Bang Bang was his first UK hit which reached number two with a playful look at historical figures and their love lives, the follow-up, three months later was Knocked It Off another song with wacky lyrics explaining all the things that B.A could, wanted and was willing to do.

Those two songs, and the third hit, Kool in the Kaftan, were all taken from the album Initial Success which spent a couple of months on the chart in 1980. He spent a lot of time writing songs for other people and his first successes came with Cliff Richard’s hits Hot Shot, Carrie and Wired for Sound. In 1981 he wrote the theme to Noel Edmunds’ Multi-Coloured Swap Shop show and then co-wrote and provided backing vocals for its spin-off hit I Wanna Be a Winner credited as Brown Sauce. The following year he penned the lyrics to the Scottish World Cup Squad’s number five hit We Have a Dream.

During the eighties he wrote and produced songs with Joe Brown, Chris Spedding, Harry Nilsson, Sandie Shaw, Micky Dolenz and Lionel Bart. He also worked extensively with session bass player and songwriter Herbie Flowers.

He was briefly given his own BBC chat show, but his interviews technique and questions were a bit odd, to say the least. He was given his own music series called B.A In Music with guests that included Ray Charles and Jack Bruce and the last ever TV interview with Alex Harvey just before he died in February 1982.

The following year he got into acting and starred in the film Living Apart Together which was about a singer/songwriter returning to his hometown of Glasgow after a US tour and tries to save his marriage which was failing whilst he was away. Later the same year he starred, opposite Elaine Paige on the London Stage in the show Abbacadabra.
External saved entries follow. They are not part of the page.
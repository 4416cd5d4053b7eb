//! Headless bouncing-ball demo
//!
//! A title screen, a play screen that ticks an ECS schedule until the ball
//! has bounced a few times, and a game-over screen. Input comes from a
//! fixed script of per-frame key presses instead of a window.
//!
//! Run with:
//! ```bash
//! RUST_LOG=debug cargo run -p gskin --example bouncing
//! ```

use anyhow::Result;
use gskin::prelude::*;

const CONFIG: &str = r#"
[game]
title = "Bouncing"
fps = 30

[logging]
filter = "bouncing=info,gskin=debug"

[systems.report]
interval_ms = 500
"#;

const FLOOR: f32 = 0.0;
const CEILING: f32 = 10.0;
const BOUNCES_TO_WIN: u32 = 4;
const MAX_FRAMES: u64 = 2_000;

#[derive(Clone, Copy, Debug, PartialEq, Eq, Hash)]
enum Scene {
    Title,
    Play,
    GameOver,
}

#[derive(Clone, Copy, Debug, PartialEq)]
enum Key {
    Start,
    Quit,
}

#[derive(Clone, Copy, Debug)]
struct Vec2 {
    x: f32,
    y: f32,
}

struct Game {
    world: World,
    schedule: Schedule,
    ball: Option<EntityId>,
}

impl Game {
    fn new(config: &GameConfig) -> Result<Self> {
        let mut schedule: Schedule = Schedule::new();

        schedule.register_system(System::new(
            "movement",
            ["pos", "velocity"],
            |pos: &mut Vec2, vel: &mut Vec2, tick: &Tick| -> SystemResult {
                pos.x += vel.x * tick.delta;
                pos.y += vel.y * tick.delta;
                Ok(())
            },
        ))?;

        schedule.register_system(System::new(
            "bounce",
            ["pos", "velocity", "bounces"],
            |pos: &mut Vec2, vel: &mut Vec2, bounces: &mut u32, _: &Tick| -> SystemResult {
                if pos.y < FLOOR || pos.y > CEILING {
                    pos.y = pos.y.clamp(FLOOR, CEILING);
                    vel.y = -vel.y;
                    *bounces += 1;
                    tracing::info!(bounces = *bounces, "bounce");
                }
                Ok(())
            },
        ))?;

        schedule.register_system(System::for_entity(
            "report",
            ["pos"],
            |entity: &mut Entity, tick: &Tick| -> SystemResult {
                if let Some(pos) = entity.get::<Vec2>("pos") {
                    tracing::info!(frame = tick.frame, x = pos.x, y = pos.y, "ball");
                }
                Ok(())
            },
        ))?;

        config.apply_to_schedule(&mut schedule)?;

        Ok(Self {
            world: World::new(),
            schedule,
            ball: None,
        })
    }

    fn bounces(&self) -> u32 {
        self.ball
            .and_then(|id| self.world.get(id))
            .and_then(|ball| ball.get::<u32>("bounces"))
            .copied()
            .unwrap_or(0)
    }
}

struct Play;

impl Screen<Scene, Game, Key> for Play {
    fn enter(&mut self, game: &mut Game) -> Result<()> {
        let ball = Entity::named("ball")
            .with("pos", Vec2 { x: 0.0, y: 5.0 })
            .with("velocity", Vec2 { x: 1.0, y: 12.0 })
            .with("bounces", 0u32);
        game.ball = Some(game.world.spawn(ball));
        Ok(())
    }

    fn update(&mut self, game: &mut Game, events: &[Key]) -> Result<Next<Scene>> {
        if events.contains(&Key::Quit) {
            return Ok(Next::Exit);
        }

        game.schedule.tick(&mut game.world)?;

        if game.bounces() >= BOUNCES_TO_WIN {
            return Ok(Next::Goto(Scene::GameOver));
        }
        Ok(Next::Stay)
    }

    fn exit(&mut self, game: &mut Game) -> Result<()> {
        if let Some(id) = game.ball.take() {
            game.world.despawn(id);
        }
        Ok(())
    }
}

/// Key presses by frame
fn scripted_input(frame: u64) -> Vec<Key> {
    match frame {
        3 => vec![Key::Start],
        f if f > 1_000 => vec![Key::Quit],
        _ => Vec::new(),
    }
}

fn main() -> Result<()> {
    let config = GameConfig::from_toml_str(CONFIG)?;
    gskin::logging::init(&config.logging)?;
    tracing::info!(title = %config.game.title, "starting");

    let mut game = Game::new(&config)?;

    let mut screens = ScreenManager::builder()
        .screen(
            Scene::Title,
            screen_fn(|_: &mut Game, events: &[Key]| -> Result<Next<Scene>> {
                Ok(if events.contains(&Key::Start) {
                    Next::Goto(Scene::Play)
                } else {
                    Next::Stay
                })
            }),
        )
        .screen(Scene::Play, Play)
        .screen(
            Scene::GameOver,
            screen_fn(|game: &mut Game, _: &[Key]| -> Result<Next<Scene>> {
                tracing::info!(frames = game.schedule.frame(), "game over");
                Ok(Next::Exit)
            }),
        )
        .build()?;

    screens.entered().subscribe(|scene: &Scene| tracing::info!(?scene, "entered"));

    screens.start(&mut game)?;

    let mut frame = 0;
    while screens.is_running() && frame < MAX_FRAMES {
        let events = scripted_input(frame);
        screens.update(&mut game, &events)?;
        frame += 1;
    }

    tracing::info!(frame, entities = game.world.len(), "finished");
    Ok(())
}
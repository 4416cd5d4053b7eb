//! State machines
//!
//! Two ways of describing a machine share one lifecycle:
//!
//! - [`StateMachine`]: a declarative transition table built once, with
//!   guards and routers deciding where an input leads.
//! - [`StepMachine`]: every state is an object whose
//!   [`State::on_input`] returns what happens next.
//!
//! Whichever style is used, a transition from `A` to `B` runs `A`'s exit
//! hooks, then `B`'s enter hooks, then makes `B` current. Returning to the
//! same state goes through exit and enter as well; only "no transition"
//! ([`Step::Ignored`]) skips the hooks.
//!
//! # Example
//!
//! ```rust
//! use gskin_core::fsm::{Step, StateMachine};
//!
//! let mut machine = StateMachine::builder()
//!     .states(["a", "b"])
//!     .on("a", "go", "b")
//!     .on("b", "back", "a")
//!     .build()
//!     .unwrap();
//!
//! machine.start("a").unwrap();
//! assert!(matches!(machine.send(&"go").unwrap(), Step::Transition { .. }));
//! assert_eq!(machine.send(&"stay").unwrap(), Step::Ignored);
//! assert_eq!(machine.state(), Some(&"b"));
//! ```

mod runtime;
mod step;
mod table;

pub use runtime::{FsmId, FsmRuntime};
pub use step::{from_fn, FnState, State, StepMachine, StepMachineBuilder};
pub use table::{StateMachine, StateMachineBuilder};

use std::fmt::Debug;

use crate::channel::Channel;
use crate::error::{ExecutionError, HookKind};

/// Where a transition leads
#[derive(Clone, Debug, PartialEq, Eq, Hash)]
pub enum Target<S> {
    /// Make this state current
    State(S),
    /// Leave the current state and stop the machine
    Exit,
}

/// What a state decided after seeing an input
#[derive(Clone, Debug, PartialEq, Eq, Hash)]
pub enum Next<K> {
    /// No transition; no hooks run
    Stay,
    /// Transition to `K`, even when `K` is the current state
    Goto(K),
    /// Leave the current state and stop the machine
    Exit,
}

/// The observable outcome of feeding a machine one input
#[derive(Clone, Debug, PartialEq, Eq)]
pub enum Step<S> {
    /// The input did not cause a transition
    Ignored,
    /// The machine was idle and has entered `S`
    Entered(S),
    /// The machine moved from one state to another (possibly the same one)
    Transition { from: S, to: S },
    /// The machine left `from` and stopped
    Exited { from: S },
}

impl<S> Step<S> {
    /// Whether the current state changed hands
    pub fn is_transition(&self) -> bool {
        !matches!(self, Step::Ignored)
    }
}

/// Current state plus the enter/exit observers of one machine
pub(crate) struct Lifecycle<S> {
    current: Option<S>,
    entered: Channel<S>,
    exited: Channel<S>,
}

impl<S> Default for Lifecycle<S> {
    fn default() -> Self {
        Self {
            current: None,
            entered: Channel::new(),
            exited: Channel::new(),
        }
    }
}

impl<S: Clone + Debug> Lifecycle<S> {
    pub(crate) fn current(&self) -> Option<&S> {
        self.current.as_ref()
    }

    pub(crate) fn entered(&mut self) -> &mut Channel<S> {
        &mut self.entered
    }

    pub(crate) fn exited(&mut self) -> &mut Channel<S> {
        &mut self.exited
    }

    /// Move to `target`, running `hooks` as exit-then-enter.
    ///
    /// Observers hear about a switch only once it is committed: `exited`
    /// then `entered`. If the exit hook fails nothing changes. If the enter
    /// hook fails the previous state is entered again and stays current, so
    /// exit and enter hooks always come in pairs; should that re-entry fail
    /// too, the machine stops and `exited` is published for it.
    pub(crate) fn switch<F>(
        &mut self,
        target: Target<S>,
        mut hooks: F,
    ) -> Result<Step<S>, ExecutionError>
    where
        F: FnMut(HookKind, &S) -> anyhow::Result<()>,
    {
        let from = self.current.clone();

        if let Some(from) = &from {
            hooks(HookKind::Exit, from).map_err(|source| hook_error(from, HookKind::Exit, source))?;
        }

        let to = match target {
            Target::State(to) => to,
            Target::Exit => {
                self.current = None;
                return Ok(match from {
                    Some(from) => {
                        self.exited.publish(&from);
                        tracing::trace!(?from, "state machine exited");
                        Step::Exited { from }
                    }
                    None => Step::Ignored,
                });
            }
        };

        if let Err(source) = hooks(HookKind::Enter, &to) {
            let err = hook_error(&to, HookKind::Enter, source);
            if let Some(from) = &from {
                if let Err(restore) = hooks(HookKind::Enter, from) {
                    tracing::warn!(?from, error = %restore, "could not re-enter state, stopping");
                    self.current = None;
                    self.exited.publish(from);
                }
            }
            return Err(err);
        }

        self.current = Some(to.clone());
        if let Some(from) = &from {
            self.exited.publish(from);
        }
        self.entered.publish(&to);

        Ok(match from {
            Some(from) => {
                tracing::trace!(?from, ?to, "state transition");
                Step::Transition { from, to }
            }
            None => {
                tracing::trace!(?to, "state machine entered");
                Step::Entered(to)
            }
        })
    }
}

fn hook_error<S: Debug>(state: &S, hook: HookKind, source: anyhow::Error) -> ExecutionError {
    ExecutionError::Hook {
        state: format!("{state:?}"),
        hook,
        source,
    }
}
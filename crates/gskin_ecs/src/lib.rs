//! gskin ECS
//!
//! A small entity-component-system where entities are open-ended bags of
//! named components and systems are closures registered with the component
//! names they need.
//!
//! - **Entities**: an identity plus `name -> value` components, see [`Entity`]
//! - **Systems**: required names, an optional filter, an update taking the
//!   components as typed arguments, see [`System`]
//! - **Schedule**: runs systems in registration order over any
//!   [`EntityCollection`], see [`Schedule`]
//! - **World**: ordered storage with generational ids, see [`World`]
//!
//! Value types are declared by each update function's signature and checked
//! against other systems once, at registration.
//!
//! # Example
//!
//! ```rust
//! use gskin_ecs::{Entity, Schedule, System, SystemResult, Tick, World};
//!
//! #[derive(Debug, PartialEq)]
//! struct Health(u32);
//!
//! let mut schedule: Schedule = Schedule::new();
//! schedule
//!     .register_system(
//!         System::new("poison", ["health"], |hp: &mut Health, _: &Tick| -> SystemResult {
//!             hp.0 = hp.0.saturating_sub(1);
//!             Ok(())
//!         })
//!         .with_filter(|entity: &Entity| entity.has("poisoned")),
//!     )
//!     .unwrap();
//!
//! let mut world = World::new();
//! let hero = world.spawn(Entity::named("hero").with("health", Health(3)).with("poisoned", true));
//! let rat = world.spawn(Entity::named("rat").with("health", Health(1)));
//!
//! schedule.tick(&mut world).unwrap();
//!
//! assert_eq!(world.get(hero).and_then(|e| e.get::<Health>("health")), Some(&Health(2)));
//! assert_eq!(world.get(rat).and_then(|e| e.get::<Health>("health")), Some(&Health(1)));
//! ```

pub mod component;
pub mod entity;
pub mod schedule;
pub mod system;
pub mod timer;
pub mod world;

pub use component::{Component, ComponentName, ComponentType, RESERVED_NAMES};
pub use entity::{Entity, EntityId};
pub use schedule::{Schedule, DEFAULT_FIXED_DELTA};
pub use system::{System, SystemFn, SystemResult, Tick};
pub use timer::{Repeat, Timer};
pub use world::{EntityCollection, World};

pub use gskin_core::{ConfigurationError, ExecutionError};
//! Bounded connection pool over the embedded engine.
//!
//! This is the base layer: capacity enforcement, idle reuse, and lifecycle
//! counters. Health tracking, retries, and sweeps live in
//! [`crate::resilient`], composed on top of this type.

use crate::connection::Connection;
use crate::schema;
use parking_lot::Mutex;
use scout_core::{Result, ScoutError, StorageConfig};
use serde::{Deserialize, Serialize};
use std::collections::VecDeque;
use std::sync::atomic::{AtomicBool, AtomicU64, AtomicUsize, Ordering};
use std::sync::Arc;
use std::time::Duration;
use tokio::sync::{OwnedSemaphorePermit, Semaphore};
use tokio::time::timeout;
use tracing::debug;

/// Snapshot of the base pool's authoritative counters.
#[derive(Debug, Clone, Copy, Serialize, Deserialize)]
pub struct PoolCounters {
    pub created: u64,
    pub acquired: u64,
    pub released: u64,
    pub destroyed: u64,
    /// Live connections: idle plus outstanding.
    pub size: usize,
    /// Idle connections ready for reuse.
    pub available: usize,
    /// Callers currently suspended waiting for a permit.
    pub waiting: usize,
}

struct PoolState {
    config: StorageConfig,
    semaphore: Arc<Semaphore>,
    idle: Mutex<VecDeque<Arc<Connection>>>,
    created: AtomicU64,
    acquired: AtomicU64,
    released: AtomicU64,
    destroyed: AtomicU64,
    live: AtomicUsize,
    waiting: AtomicUsize,
    closed: AtomicBool,
}

/// Bounded set of connections. Cheap to clone; clones share state.
#[derive(Clone)]
pub struct Pool {
    state: Arc<PoolState>,
}

impl Pool {
    /// Create an empty pool. Connections open lazily on first acquire.
    pub fn new(config: StorageConfig) -> Result<Self> {
        config.validate()?;
        let max = config.max_connections;
        Ok(Self {
            state: Arc::new(PoolState {
                config,
                semaphore: Arc::new(Semaphore::new(max)),
                idle: Mutex::new(VecDeque::new()),
                created: AtomicU64::new(0),
                acquired: AtomicU64::new(0),
                released: AtomicU64::new(0),
                destroyed: AtomicU64::new(0),
                live: AtomicUsize::new(0),
                waiting: AtomicUsize::new(0),
                closed: AtomicBool::new(false),
            }),
        })
    }

    /// Acquire a connection, suspending while the pool is saturated.
    ///
    /// Waiters are served in FIFO order (the semaphore queues fairly); the
    /// wait is bounded by `connection_timeout_ms`. Suspension here does not
    /// block unrelated async work elsewhere in the process.
    pub async fn acquire(&self) -> Result<PooledConnection> {
        let state = &self.state;
        if state.closed.load(Ordering::Acquire) {
            return Err(ScoutError::storage("pool is closed"));
        }

        state.waiting.fetch_add(1, Ordering::Relaxed);
        let permit = timeout(
            Duration::from_millis(state.config.connection_timeout_ms),
            state.semaphore.clone().acquire_owned(),
        )
        .await;
        state.waiting.fetch_sub(1, Ordering::Relaxed);

        let permit = permit
            .map_err(|_| ScoutError::timeout("connection acquisition timed out while pool saturated"))?
            .map_err(|_| ScoutError::internal("connection pool semaphore closed"))?;

        let conn = loop {
            if let Some(conn) = state.idle.lock().pop_front() {
                break conn;
            }
            if self.reserve_slot() {
                break self.open_reserved()?;
            }
            // Nothing idle and every live slot taken while we hold a permit:
            // a replacement is mid-flight between discard and park. Let it
            // land and re-check the idle list.
            tokio::task::yield_now().await;
        };

        state.acquired.fetch_add(1, Ordering::Relaxed);
        Ok(PooledConnection {
            conn,
            state: state.clone(),
            _permit: Some(permit),
            discarded: false,
        })
    }

    /// Claim a live-connection slot, failing when the pool is at capacity.
    fn reserve_slot(&self) -> bool {
        let max = self.state.config.max_connections;
        let mut live = self.state.live.load(Ordering::Acquire);
        while live < max {
            match self.state.live.compare_exchange_weak(
                live,
                live + 1,
                Ordering::AcqRel,
                Ordering::Acquire,
            ) {
                Ok(_) => return true,
                Err(observed) => live = observed,
            }
        }
        false
    }

    /// Open a connection into a slot already claimed by [`Self::reserve_slot`].
    /// Releases the slot if the open fails.
    fn open_reserved(&self) -> Result<Arc<Connection>> {
        let opened = Connection::open(&self.state.config).and_then(|conn| {
            if !self.state.config.readonly {
                schema::initialize(&conn)?;
            }
            Ok(conn)
        });
        match opened {
            Ok(conn) => {
                self.state.created.fetch_add(1, Ordering::Relaxed);
                Ok(Arc::new(conn))
            }
            Err(e) => {
                self.state.live.fetch_sub(1, Ordering::AcqRel);
                Err(e)
            }
        }
    }

    /// Open a fresh connection and park it idle (warm-up and replacement).
    ///
    /// Returns `Ok(None)` when the pool is already at capacity, so a
    /// replacement racing with acquirers can never push `size` past
    /// `max_connections`.
    pub fn create_idle(&self) -> Result<Option<Arc<Connection>>> {
        if !self.reserve_slot() {
            debug!("idle slot not opened; pool at capacity");
            return Ok(None);
        }
        let conn = self.open_reserved()?;
        self.state.idle.lock().push_back(conn.clone());
        Ok(Some(conn))
    }

    /// Remove and destroy the idle connection with the given id, if parked.
    /// Returns false when the connection is outstanding or unknown.
    pub fn discard_idle(&self, id: u64) -> bool {
        let removed = {
            let mut idle = self.state.idle.lock();
            let before = idle.len();
            idle.retain(|c| c.id() != id);
            before != idle.len()
        };
        if removed {
            self.state.destroyed.fetch_add(1, Ordering::Relaxed);
            self.state.live.fetch_sub(1, Ordering::Relaxed);
            debug!(id, "idle connection discarded");
        }
        removed
    }

    /// Connections currently parked idle.
    pub fn idle_snapshot(&self) -> Vec<Arc<Connection>> {
        self.state.idle.lock().iter().cloned().collect()
    }

    /// Close every idle connection and mark the pool closed. Outstanding
    /// handles are destroyed when their holders drop them instead of being
    /// parked back. Idempotent.
    pub fn close_all(&self) {
        self.state.closed.store(true, Ordering::Release);
        let drained: Vec<_> = self.state.idle.lock().drain(..).collect();
        if !drained.is_empty() {
            self.state
                .destroyed
                .fetch_add(drained.len() as u64, Ordering::Relaxed);
            self.state.live.fetch_sub(drained.len(), Ordering::Relaxed);
            debug!(count = drained.len(), "pool closed idle connections");
        }
    }

    pub fn size(&self) -> usize {
        self.state.live.load(Ordering::Relaxed)
    }

    pub fn available(&self) -> usize {
        self.state.idle.lock().len()
    }

    pub fn max_size(&self) -> usize {
        self.state.config.max_connections
    }

    /// Authoritative lifecycle counters.
    pub fn counters(&self) -> PoolCounters {
        PoolCounters {
            created: self.state.created.load(Ordering::Relaxed),
            acquired: self.state.acquired.load(Ordering::Relaxed),
            released: self.state.released.load(Ordering::Relaxed),
            destroyed: self.state.destroyed.load(Ordering::Relaxed),
            size: self.size(),
            available: self.available(),
            waiting: self.state.waiting.load(Ordering::Relaxed),
        }
    }
}

/// A connection checked out of the pool.
///
/// Dropping the handle returns the connection to the idle list and frees the
/// capacity permit; [`PooledConnection::discard`] destroys it instead (the
/// replacement path for failed probes).
pub struct PooledConnection {
    conn: Arc<Connection>,
    state: Arc<PoolState>,
    _permit: Option<OwnedSemaphorePermit>,
    discarded: bool,
}

impl PooledConnection {
    pub fn conn(&self) -> &Connection {
        &self.conn
    }

    pub fn id(&self) -> u64 {
        self.conn.id()
    }

    /// Destroy this connection instead of returning it to the pool.
    pub fn discard(mut self) {
        self.discarded = true;
        // Drop impl finishes the accounting.
    }
}

impl std::fmt::Debug for PooledConnection {
    fn fmt(&self, f: &mut std::fmt::Formatter<'_>) -> std::fmt::Result {
        f.debug_struct("PooledConnection")
            .field("id", &self.conn.id())
            .field("discarded", &self.discarded)
            .finish_non_exhaustive()
    }
}

impl Drop for PooledConnection {
    fn drop(&mut self) {
        if self.discarded || self.state.closed.load(Ordering::Acquire) {
            self.state.destroyed.fetch_add(1, Ordering::Relaxed);
            self.state.live.fetch_sub(1, Ordering::Relaxed);
            debug!(id = self.conn.id(), "connection destroyed");
        } else {
            self.state.idle.lock().push_back(self.conn.clone());
            self.state.released.fetch_add(1, Ordering::Relaxed);
        }
        // The permit drops after the connection is parked, so a waiter that
        // wakes on the freed permit always finds the idle entry.
    }
}
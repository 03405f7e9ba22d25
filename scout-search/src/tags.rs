//! Tag alias expansion.
//!
//! Search tags are broadened with known abbreviation/full-name pairs before
//! matching, so `rs` finds documents tagged `rust` and vice versa. The table
//! is symmetric: every alias group expands to the whole group.

use once_cell::sync::Lazy;
use std::collections::HashMap;

/// Alias groups. Each inner slice is one equivalence class; a tag matching
/// any member expands to all members.
const ALIAS_GROUPS: &[&[&str]] = &[
    &["rs", "rust"],
    &["py", "python"],
    &["js", "javascript"],
    &["ts", "typescript"],
    &["go", "golang"],
    &["rb", "ruby"],
    &["kt", "kotlin"],
    &["cpp", "c++", "cxx"],
    &["cs", "csharp", "c#"],
    &["sh", "shell", "bash"],
    &["md", "markdown"],
    &["yml", "yaml"],
    &["db", "database", "sql"],
    &["auth", "authentication"],
    &["config", "configuration"],
    &["test", "testing", "tests"],
    &["doc", "docs", "documentation"],
];

static ALIASES: Lazy<HashMap<&'static str, &'static [&'static str]>> = Lazy::new(|| {
    let mut map = HashMap::new();
    for group in ALIAS_GROUPS {
        for member in *group {
            map.insert(*member, *group);
        }
    }
    map
});

/// Expand a tag to itself plus its aliases. The original tag comes first;
/// matching is case-insensitive but returned aliases are lowercase.
pub fn expand_tag(tag: &str) -> Vec<String> {
    let normalized = tag.to_lowercase();
    let mut terms = vec![tag.to_string()];
    if let Some(group) = ALIASES.get(normalized.as_str()) {
        for member in *group {
            if *member != normalized {
                terms.push((*member).to_string());
            }
        }
    }
    terms
}

/// Expand a whole tag list, deduplicating while preserving first-seen order.
pub fn expand_tags(tags: &[String]) -> Vec<String> {
    let mut seen = std::collections::HashSet::new();
    let mut terms = Vec::new();
    for tag in tags {
        for term in expand_tag(tag) {
            if seen.insert(term.to_lowercase()) {
                terms.push(term);
            }
        }
    }
    terms
}

#[cfg(test)]
mod tests {
    use super::*;

    #[test]
    fn expands_abbreviation_to_full_name() {
        let terms = expand_tag("rs");
        assert_eq!(terms, vec!["rs".to_string(), "rust".to_string()]);
    }

    #[test]
    fn expands_full_name_to_abbreviation() {
        let terms = expand_tag("rust");
        assert!(terms.contains(&"rs".to_string()));
    }

    #[test]
    fn expansion_is_case_insensitive() {
        let terms = expand_tag("Python");
        assert_eq!(terms[0], "Python");
        assert!(terms.contains(&"py".to_string()));
    }

    #[test]
    fn unknown_tag_passes_through() {
        assert_eq!(expand_tag("serde"), vec!["serde".to_string()]);
    }

    #[test]
    fn list_expansion_deduplicates() {
        let terms = expand_tags(&["rs".to_string(), "rust".to_string()]);
        assert_eq!(terms, vec!["rs".to_string(), "rust".to_string()]);
    }
}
He continued songwriting and in 1986 he teamed up with Mike Rutherford who had just formed Mike and the Mechanics and co-wrote five of their hits including their biggest success The Living Years. Mike said of the song, “B.A. lost his dad and it’s about the lack of communication between him and his father before he died. There’s also the irony of him having a baby just after losing his father. I had exactly the same thing happen to me at the same time, so it meant a lot to me too.” The song was nominated for four Grammy Awards but lost out on Song of the Year to The Wind Beneath My Wings. It did, however, win Best Song at the Ivor Novello Awards in London.

In the nineties he worked with Dave Edmunds, Roger Daltrey, Lonnie Donegan and Duran Duran’s Andy Taylor. In 1996 he moved to Ireland where he composed the score for the movie Bloodlines (Legacy of a Lord). Two years later he wrote and produced Across The Bridge Of Hope – the title track of the Omagh tribute album which helped to raise over half a million dollars for the victims of the Omagh bombing.

He had long given up performing live, but in 2004 the New York producer Arnold Engelman encouraged him to return to live performance. He did a one-man show for 10 consecutive nights at the Edinburgh Festival which led to some small tours of Scotland and Ireland.